Friday, June 7, 2013

Bronze Age Burial in Britain: Forwarded without Conviction

The news from England:
Archaeologists conducting a study of Bronze Age residents found three distinct groups in the burial pits at Cliffs End Farm, near Pegwell Bay, Kent. Using analysis of oxygen and strontium isotopes in tooth enamel the researchers found while one group had been born locally, the other two groups came from much further afield. A total of 25 people, aged between 6 and 55 at the time of their death, were found in the pits, according to The Times. The isotopes, which are derived from drinking water, can be used to identify where the individual was living at the time their tooth enamel formed.

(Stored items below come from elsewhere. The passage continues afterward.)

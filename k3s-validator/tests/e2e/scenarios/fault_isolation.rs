//! A failing or panicking module never takes its category down with it.

use k3s_validator::modules::ModuleRegistry;
use k3s_validator_cluster::SimulatedCluster;
use k3s_validator_core::{Category, ModuleOutcome, TestStatus};

use crate::helpers::modules::PanickingDns;
use crate::helpers::runs::{RunSpec, assert_fixture_released_once, module_outcome, results_of};

#[tokio::test(start_paused = true)]
async fn test_e2e_panicking_module_is_recorded_and_category_continues() {
    let mut registry = ModuleRegistry::with_builtin_modules();
    registry.register(PanickingDns);
    let (cluster, outcome) = RunSpec::new(SimulatedCluster::healthy_single_node(), &[Category::Core])
        .registry(registry)
        .run()
        .await;
    let suite = &outcome.suite;

    match module_outcome(suite, "dns") {
        Some(ModuleOutcome::Failed { reason }) => {
            assert!(reason.contains("resolver state corrupted"), "{reason}");
        }
        other => panic!("dns should have failed, got {other:?}"),
    }
    assert_eq!(
        results_of(suite, "dns"),
        vec![("before-panic", TestStatus::Pass), ("entry-point", TestStatus::Fail)]
    );

    // storage runs after dns in the catalog
    assert_eq!(module_outcome(suite, "storage"), Some(&ModuleOutcome::Completed));
    assert!(!results_of(suite, "storage").is_empty());

    assert_eq!(suite.failed(), 1);
    assert_eq!(outcome.exit_code(), 1);
    assert!(outcome.aborted.is_none());
    assert_fixture_released_once(&cluster).await;
}

#[tokio::test(start_paused = true)]
async fn test_e2e_resource_errors_stay_local_to_the_check() {
    let cluster = SimulatedCluster::healthy_single_node().with_failing_operation("create_pvc");
    let (cluster, outcome) = RunSpec::new(cluster, &[Category::Core, Category::Production])
        .run()
        .await;
    let suite = &outcome.suite;

    assert!(outcome.aborted.is_none());
    assert!(suite.failed() >= 1);
    assert!(
        suite
            .modules()
            .iter()
            .all(|m| m.outcome == ModuleOutcome::Completed),
        "{:?}",
        suite.modules()
    );
    assert_eq!(suite.results_for(Category::Production).count(), 3);
    assert_fixture_released_once(&cluster).await;
}
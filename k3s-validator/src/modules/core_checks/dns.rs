//! Cluster DNS: the kube-dns service plus in-pod name resolution.

use k3s_validator_cluster::{ClusterClient, ClusterError, KUBE_SYSTEM};
use k3s_validator_core::Category;

use crate::context::{ModuleContext, Verdict};
use crate::error::ModuleError;
use crate::module::{ModuleInfo, TestModule};
use crate::modules::support::probe_shell;

static INFO: ModuleInfo = ModuleInfo::new(
    Category::Core,
    "dns",
    "kube-dns service, in-cluster and external name resolution",
);

const INTERNAL_NAME: &str = "kubernetes.default.svc.cluster.local";

pub struct Dns;

impl<C: ClusterClient> TestModule<C> for Dns {
    fn info(&self) -> &ModuleInfo {
        &INFO
    }

    async fn run(&self, ctx: &ModuleContext<C>) -> Result<(), ModuleError> {
        ctx.check("kube-dns-service", kube_dns_service(ctx)).await?;
        ctx.check("internal-resolution", internal_resolution(ctx))
            .await?;
        ctx.check("external-resolution", external_resolution(ctx))
            .await?;
        Ok(())
    }
}

async fn kube_dns_service<C: ClusterClient>(
    ctx: &ModuleContext<C>,
) -> Result<Verdict, ClusterError> {
    let service = match ctx.client().get_service(KUBE_SYSTEM, "kube-dns").await {
        Ok(service) => service,
        Err(e) if e.is_not_found() => {
            return Ok(Verdict::Fail(format!("service {KUBE_SYSTEM}/kube-dns not found")));
        }
        Err(e) => return Err(e),
    };
    Ok(match service.cluster_ip {
        Some(ip) => Verdict::Pass(format!("kube-dns at {ip}")),
        None => Verdict::Fail("kube-dns has no cluster IP".to_owned()),
    })
}

async fn internal_resolution<C: ClusterClient>(
    ctx: &ModuleContext<C>,
) -> Result<Verdict, ClusterError> {
    let outcome = probe_shell(ctx, "dns", &format!("nslookup {INTERNAL_NAME}"), None).await?;
    Ok(if outcome.succeeded {
        Verdict::Pass(format!("resolved {INTERNAL_NAME}{}", outcome.attempts_note()))
    } else {
        Verdict::Fail(format!("could not resolve {INTERNAL_NAME}: {}", outcome.detail))
    })
}

/// Air-gapped clusters legitimately cannot resolve public names.
async fn external_resolution<C: ClusterClient>(
    ctx: &ModuleContext<C>,
) -> Result<Verdict, ClusterError> {
    let name = &ctx.checks().external_dns_name;
    let outcome = probe_shell(ctx, "dns", &format!("nslookup {name}"), None).await?;
    Ok(if outcome.succeeded {
        Verdict::Pass(format!("resolved {name}{}", outcome.attempts_note()))
    } else {
        Verdict::Warn(format!(
            "could not resolve {name} ({}), upstream DNS may be unreachable",
            outcome.detail
        ))
    })
}
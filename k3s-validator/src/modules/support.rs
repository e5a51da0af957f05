//! Building blocks shared by several modules.

use std::fmt;

use k3s_validator_cluster::{
    ClusterClient, ClusterError, Condition, DeploymentRequest, PodPhase, PodRequest, ResourceRef,
    ServiceKind, ServiceRequest,
};

use crate::context::{ModuleContext, Retryable};

/// Result of a one-shot shell pod.
#[derive(Debug, Clone, PartialEq, Eq)]
pub struct ShellOutcome {
    pub succeeded: bool,
    /// Last non-empty log line, or the pod phase when there is none.
    pub detail: String,
    /// Pods run before this outcome.
    pub attempts: u32,
}

impl ShellOutcome {
    /// `" after N attempts"` when the probe needed more than one pod.
    pub fn attempts_note(&self) -> String {
        if self.attempts > 1 {
            format!(" after {} attempts", self.attempts)
        } else {
            String::new()
        }
    }
}

/// Run `script` in a throwaway pod from the test image and report whether it
/// exited zero.
pub async fn run_shell<C: ClusterClient>(
    ctx: &ModuleContext<C>,
    prefix: &str,
    script: impl Into<String>,
    node: Option<&str>,
) -> Result<ShellOutcome, ClusterError> {
    let mut pod = PodRequest::new(ctx.unique_name(prefix), ctx.test_image()).shell(script);
    if let Some(node) = node {
        pod = pod.on_node(node);
    }
    let (state, logs) = ctx.run_to_completion(&pod).await?;
    let detail = logs
        .lines()
        .rev()
        .map(str::trim)
        .find(|l| !l.is_empty())
        .map_or_else(|| state.phase.to_string(), str::to_owned);
    Ok(ShellOutcome {
        succeeded: state.phase == PodPhase::Succeeded,
        detail,
        attempts: 1,
    })
}

#[derive(Debug)]
enum ProbeFailure {
    Cluster(ClusterError),
    Exited(ShellOutcome),
}

impl fmt::Display for ProbeFailure {
    fn fmt(&self, f: &mut fmt::Formatter<'_>) -> fmt::Result {
        match self {
            Self::Cluster(e) => e.fmt(f),
            Self::Exited(outcome) => write!(f, "probe exited non-zero: {}", outcome.detail),
        }
    }
}

impl Retryable for ProbeFailure {
    fn is_retryable(&self) -> bool {
        match self {
            Self::Cluster(e) => e.is_retryable(),
            Self::Exited(_) => true,
        }
    }
}

/// [`run_shell`] repeated under the context's retry policy until the script
/// exits zero.
///
/// Endpoints and kube-proxy rules lag behind pod readiness, so network
/// probes go through here. The last unsuccessful outcome is returned once
/// the policy is exhausted.
pub async fn probe_shell<C: ClusterClient>(
    ctx: &ModuleContext<C>,
    prefix: &str,
    script: &str,
    node: Option<&str>,
) -> Result<ShellOutcome, ClusterError> {
    let mut attempts = 0;
    let result = ctx
        .retry(prefix, || {
            attempts += 1;
            async move {
                match run_shell(ctx, prefix, script, node).await {
                    Ok(outcome) if outcome.succeeded => Ok(outcome),
                    Ok(outcome) => Err(ProbeFailure::Exited(outcome)),
                    Err(e) => Err(ProbeFailure::Cluster(e)),
                }
            }
        })
        .await;
    match result {
        Ok(outcome) | Err(ProbeFailure::Exited(outcome)) => {
            Ok(ShellOutcome { attempts, ..outcome })
        }
        Err(ProbeFailure::Cluster(e)) => Err(e),
    }
}

/// `wget` script that succeeds when `url` answers.
pub fn http_probe(url: &str) -> String {
    format!("wget -q -O /dev/null -T 5 {url}")
}

/// [`http_probe`] with the `Host` header set, for name-based routing.
pub fn http_probe_host(url: &str, host: &str) -> String {
    format!("wget -q -O /dev/null -T 5 --header 'Host: {host}' {url}")
}

/// A web deployment behind a service, used as a connectivity target.
#[derive(Debug, Clone)]
pub struct WebBackend {
    pub name: String,
    pub deployment: ResourceRef,
    pub service: ResourceRef,
    pub selector: String,
}

impl WebBackend {
    pub const PORT: i32 = 80;

    /// Create the deployment and service and wait until every replica is available.
    ///
    /// Anything already created is removed again when a step fails.
    pub async fn deploy<C: ClusterClient>(
        ctx: &ModuleContext<C>,
        prefix: &str,
        replicas: i32,
        kind: ServiceKind,
    ) -> Result<Self, ClusterError> {
        let name = ctx.unique_name(prefix);
        let request = DeploymentRequest::new(&name, ctx.web_image(), replicas).port(Self::PORT);
        let deployment = ctx.create_deployment(&request).await?;

        let mut service_request = ServiceRequest::new(&name, request.labels.clone(), Self::PORT);
        if kind == ServiceKind::LoadBalancer {
            service_request = service_request.load_balancer();
        }
        let service = match ctx.create_service(&service_request).await {
            Ok(service) => service,
            Err(e) => {
                ctx.cleanup(&deployment).await;
                return Err(e);
            }
        };

        let backend = Self {
            name,
            deployment,
            service,
            selector: request.selector(),
        };
        if let Err(e) = ctx
            .wait(
                &backend.deployment,
                Condition::DeploymentAvailable,
                ctx.timeouts().deployment_ready(),
            )
            .await
        {
            backend.teardown(ctx).await;
            return Err(e);
        }
        Ok(backend)
    }

    /// Service DNS name inside the cluster.
    pub fn dns_name(&self) -> String {
        format!("{}.{}.svc.cluster.local", self.name, self.service.namespace)
    }

    pub async fn teardown<C: ClusterClient>(&self, ctx: &ModuleContext<C>) {
        ctx.cleanup(&self.service).await;
        ctx.cleanup(&self.deployment).await;
    }
}

#[cfg(test)]
mod tests {
    use super::*;
    use crate::context::testing::Harness;
    use crate::module::ModuleInfo;
    use k3s_validator_cluster::SimulatedCluster;
    use k3s_validator_core::Category;

    const INFO: ModuleInfo = ModuleInfo::new(Category::Core, "networking", "test");

    #[tokio::test]
    async fn shell_outcome_reflects_exit_status() {
        let cluster = SimulatedCluster::healthy_single_node().with_failing_command("unreachable.test");
        let harness = Harness::new(cluster).await;
        let ctx = harness.context(INFO);

        let ok = run_shell(&ctx, "probe", http_probe("http://10.43.0.1"), None)
            .await
            .unwrap();
        assert!(ok.succeeded);
        assert_eq!(ok.detail, "ok");

        let failed = run_shell(&ctx, "probe", http_probe("http://unreachable.test"), None)
            .await
            .unwrap();
        assert!(!failed.succeeded);
        assert!(failed.detail.ends_with("exit status 1"));

        drop(ctx);
        harness.finish().await;
    }

    #[tokio::test(start_paused = true)]
    async fn probe_retries_until_the_script_succeeds() {
        let cluster = SimulatedCluster::healthy_single_node().with_flaky_command("10.43.0.1", 1);
        let harness = Harness::new(cluster).await;
        let ctx = harness.context(INFO);

        let outcome = probe_shell(&ctx, "probe", &http_probe("http://10.43.0.1"), None)
            .await
            .unwrap();
        assert!(outcome.succeeded);
        assert_eq!(outcome.attempts, 2);
        assert_eq!(outcome.attempts_note(), " after 2 attempts");
        assert_eq!(harness.cluster.count_calls("create_pod").await, 2);

        drop(ctx);
        harness.finish().await;
    }

    #[tokio::test(start_paused = true)]
    async fn probe_returns_last_failure_when_exhausted() {
        let cluster = SimulatedCluster::healthy_single_node().with_failing_command("unreachable.test");
        let harness = Harness::new(cluster).await;
        let ctx = harness.context(INFO);

        let outcome = probe_shell(&ctx, "probe", &http_probe("http://unreachable.test"), None)
            .await
            .unwrap();
        assert!(!outcome.succeeded);
        assert_eq!(outcome.attempts, ctx.retry_policy().max_attempts);
        assert!(outcome.detail.ends_with("exit status 1"));

        drop(ctx);
        harness.finish().await;
    }

    #[tokio::test]
    async fn backend_deploys_and_tears_down() {
        let harness = Harness::new(SimulatedCluster::healthy_single_node()).await;
        let ctx = harness.context(INFO);
        let backend = WebBackend::deploy(&ctx, "web", 2, ServiceKind::ClusterIp)
            .await
            .unwrap();
        let pods = harness
            .cluster
            .list_pods(ctx.namespace(), Some(&backend.selector))
            .await
            .unwrap();
        assert_eq!(pods.len(), 2);
        assert!(backend.dns_name().ends_with(".svc.cluster.local"));

        backend.teardown(&ctx).await;
        assert!(
            harness
                .cluster
                .get_service(ctx.namespace(), &backend.name)
                .await
                .unwrap_err()
                .is_not_found()
        );
        drop(ctx);
        harness.finish().await;
    }
}
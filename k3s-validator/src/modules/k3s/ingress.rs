//! Traefik, the ingress controller k3s deploys by default.
//!
//! Besides the controller's own state, a throwaway backend is published
//! through an `Ingress` object and requested by host name via the Traefik
//! service.

use k3s_validator_cluster::{
    ClusterClient, ClusterError, IngressRequest, KUBE_SYSTEM, PodPhase, ServiceKind, ServiceState,
};
use k3s_validator_core::Category;

use crate::context::{ModuleContext, Verdict};
use crate::error::ModuleError;
use crate::module::{ModuleInfo, TestModule};
use crate::modules::support::{WebBackend, http_probe, http_probe_host, probe_shell};

static INFO: ModuleInfo = ModuleInfo::new(
    Category::K3sSpecific,
    "ingress-controller",
    "Traefik ingress controller running, answering and routing by host",
);

const TRAEFIK_SELECTOR: &str = "app.kubernetes.io/name=traefik";
const TRAEFIK_SERVICE: &str = "traefik";

/// Never resolved through DNS; only sent as the `Host` header.
const ROUTING_DOMAIN: &str = "k3s-validator.test";

const DEPENDENT: [&str; 3] = ["load-balancer-ip", "entrypoint-responds", "ingress-routing"];

pub struct IngressController;

impl<C: ClusterClient> TestModule<C> for IngressController {
    fn info(&self) -> &ModuleInfo {
        &INFO
    }

    async fn run(&self, ctx: &ModuleContext<C>) -> Result<(), ModuleError> {
        let pods = ctx
            .setup(
                "traefik-running",
                ctx.client().list_pods(KUBE_SYSTEM, Some(TRAEFIK_SELECTOR)),
            )
            .await?;
        let Some(pods) = pods else {
            ctx.skip_all(&DEPENDENT, "traefik state unknown");
            return Ok(());
        };
        // Clusters started with `--disable traefik` bring their own ingress.
        if pods.is_empty() {
            ctx.warn(
                "traefik-running",
                "no traefik pods, ingress disabled or replaced",
            );
            ctx.skip_all(&DEPENDENT, "traefik not installed");
            return Ok(());
        }

        let ready = pods
            .iter()
            .filter(|p| p.phase == PodPhase::Running && p.ready)
            .count();
        if ready == 0 {
            ctx.fail(
                "traefik-running",
                format!("0/{} traefik pods ready", pods.len()),
            );
        } else {
            ctx.pass(
                "traefik-running",
                format!("{ready}/{} traefik pods ready", pods.len()),
            );
        }

        let service = ctx
            .setup(
                "load-balancer-ip",
                ctx.client().get_service(KUBE_SYSTEM, TRAEFIK_SERVICE),
            )
            .await?;
        let Some(service) = service else {
            ctx.skip_all(&DEPENDENT[1..], "traefik service unavailable");
            return Ok(());
        };
        ctx.check("load-balancer-ip", async { Ok(lb_verdict(&service)) })
            .await?;
        ctx.check("entrypoint-responds", entrypoint(ctx, &service))
            .await?;
        ctx.check("ingress-routing", routing(ctx, &service)).await?;
        Ok(())
    }
}

fn lb_verdict(service: &ServiceState) -> Verdict {
    if service.load_balancer_ips.is_empty() {
        Verdict::Warn(format!(
            "service {} has no external IP, svclb may be disabled",
            service.name
        ))
    } else {
        Verdict::Pass(format!(
            "external IPs {}",
            service.load_balancer_ips.join(", ")
        ))
    }
}

/// Traefik answers unknown hosts with 404, which `wget` treats as failure,
/// so the probe only requires a TCP connection on the web entrypoint.
async fn entrypoint<C: ClusterClient>(
    ctx: &ModuleContext<C>,
    service: &ServiceState,
) -> Result<Verdict, ClusterError> {
    let Some(ip) = &service.cluster_ip else {
        return Ok(Verdict::Fail("traefik service has no cluster IP".to_owned()));
    };
    let url = format!("http://{ip}:80/");
    let script = format!("{} || nc -z -w 5 {ip} 80", http_probe(&url));
    let outcome = probe_shell(ctx, "ingress-probe", &script, None).await?;
    Ok(if outcome.succeeded {
        Verdict::Pass(format!(
            "web entrypoint reachable at {ip}:80{}",
            outcome.attempts_note()
        ))
    } else {
        Verdict::Fail(format!("web entrypoint {ip}:80 unreachable: {}", outcome.detail))
    })
}

async fn routing<C: ClusterClient>(
    ctx: &ModuleContext<C>,
    service: &ServiceState,
) -> Result<Verdict, ClusterError> {
    let Some(ip) = &service.cluster_ip else {
        return Ok(Verdict::Fail("traefik service has no cluster IP".to_owned()));
    };
    let backend = WebBackend::deploy(ctx, "ingress-web", 1, ServiceKind::ClusterIp).await?;
    let host = format!("{}.{ROUTING_DOMAIN}", backend.name);

    let outcome = async {
        let request = IngressRequest::new(&backend.name, &host, &backend.name, WebBackend::PORT);
        let ingress = ctx.create_ingress(&request).await?;
        let script = http_probe_host(&format!("http://{ip}:80/"), &host);
        let shell = probe_shell(ctx, "ingress-client", &script, None).await;
        ctx.cleanup(&ingress).await;
        let shell = shell?;
        Ok::<_, ClusterError>(if shell.succeeded {
            Verdict::Pass(format!(
                "{host} routed to service {}{}",
                backend.name,
                shell.attempts_note()
            ))
        } else {
            Verdict::Fail(format!(
                "{host} not routed to service {}{}: {}",
                backend.name,
                shell.attempts_note(),
                shell.detail
            ))
        })
    }
    .await;
    backend.teardown(ctx).await;
    outcome
}

#[cfg(test)]
mod tests {
    use super::*;
    use crate::context::testing::{Harness, statuses};
    use k3s_validator_cluster::SimulatedCluster;
    use k3s_validator_core::TestStatus;

    #[tokio::test]
    async fn default_traefik_passes() {
        let harness = Harness::new(SimulatedCluster::healthy_cluster(1, 2)).await;
        let ctx = harness.context(INFO);
        IngressController.run(&ctx).await.unwrap();
        assert!(
            harness
                .cluster
                .list_pods(ctx.namespace(), None)
                .await
                .unwrap()
                .is_empty()
        );
        drop(ctx);
        let suite = harness.finish().await;
        assert_eq!(
            statuses(&suite),
            vec![
                ("traefik-running".to_owned(), TestStatus::Pass),
                ("load-balancer-ip".to_owned(), TestStatus::Pass),
                ("entrypoint-responds".to_owned(), TestStatus::Pass),
                ("ingress-routing".to_owned(), TestStatus::Pass),
            ]
        );
        assert!(suite.results()[1].message.contains("192.168.1.101"));
        assert!(
            suite.results()[3]
                .message
                .contains(".k3s-validator.test routed to service ingress-web-")
        );
    }

    #[tokio::test]
    async fn routing_check_removes_its_ingress() {
        let harness = Harness::new(SimulatedCluster::healthy_single_node()).await;
        let ctx = harness.context(INFO);
        IngressController.run(&ctx).await.unwrap();
        assert_eq!(harness.cluster.count_calls("create_ingress").await, 1);
        assert_eq!(harness.cluster.count_calls("delete_ingress").await, 1);
        drop(ctx);
        harness.finish().await;
    }

    #[tokio::test(start_paused = true)]
    async fn unrouted_host_fails_only_routing() {
        let cluster = SimulatedCluster::healthy_single_node().with_failing_command("Host: ");
        let harness = Harness::new(cluster).await;
        IngressController.run(&harness.context(INFO)).await.unwrap();
        let suite = harness.finish().await;
        assert_eq!(suite.failed(), 1);
        let routing = &suite.results()[3];
        assert_eq!(routing.name, "ingress-routing");
        assert!(routing.message.contains("not routed to service"), "{}", routing.message);
        assert!(routing.message.contains("after 3 attempts"));
    }

    #[tokio::test]
    async fn disabled_traefik_warns_and_skips() {
        let cluster = SimulatedCluster::healthy_single_node().without_system_pods("traefik");
        let harness = Harness::new(cluster).await;
        IngressController.run(&harness.context(INFO)).await.unwrap();
        let suite = harness.finish().await;
        assert_eq!(suite.failed(), 0);
        assert_eq!(suite.warned(), 1);
        assert_eq!(suite.skipped(), 3);
    }

    #[test]
    fn missing_external_ip_warns() {
        let service = ServiceState {
            name: "traefik".to_owned(),
            ..ServiceState::default()
        };
        assert!(matches!(lb_verdict(&service), Verdict::Warn(_)));
    }
}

The researchers found a group of nine spent their lives in the local area, while eight were believed to have been born in what is now southern Norway or Sweden. Another five came from the western Mediterranean, possibly Spain or even North Africa. Mike Pitts, editor of British Archaeology, which will publish the research today, said: 'This is the first burial site of its type that we’ve found and it reveals that Britain was always part of a bigger landscape that includes most of Europe.'
Well, maybe. I have no particular criticism to make of this isotope business, but I am skeptical. It just seems too simple to me. In my experience every attempt to derive clear, simple patterns from the past via laboratory tests eventually dissolves into chaos. Consider radiocarbon dating, a truly amazing technology that almost works about half the time; why it doesn't work the rest of the time is really hard to explain, but people have taken multiple samples from the same tree branch and gotten dates hundreds of years apart. I once ran dates on three charcoal samples from the same pit and got dates of 200, 1500 and 4000 years ago. Or protein residue analysis, which doesn't work at all. People have demonstrated this by taking new, clean stone tools, burying them in the ground, digging them up a year later and sending them to labs where they test positive for alpaca blood. Nobody knows why. So far as we understand it, the technology ought to work. But it doesn't.

I am waiting for something similar to happen with isotopic analysis of tooth enamel. I don't know what it will be, but I just don't accept that this method will always tell us, from an ancient skeleton, where somebody grew up. I don't think we're that lucky.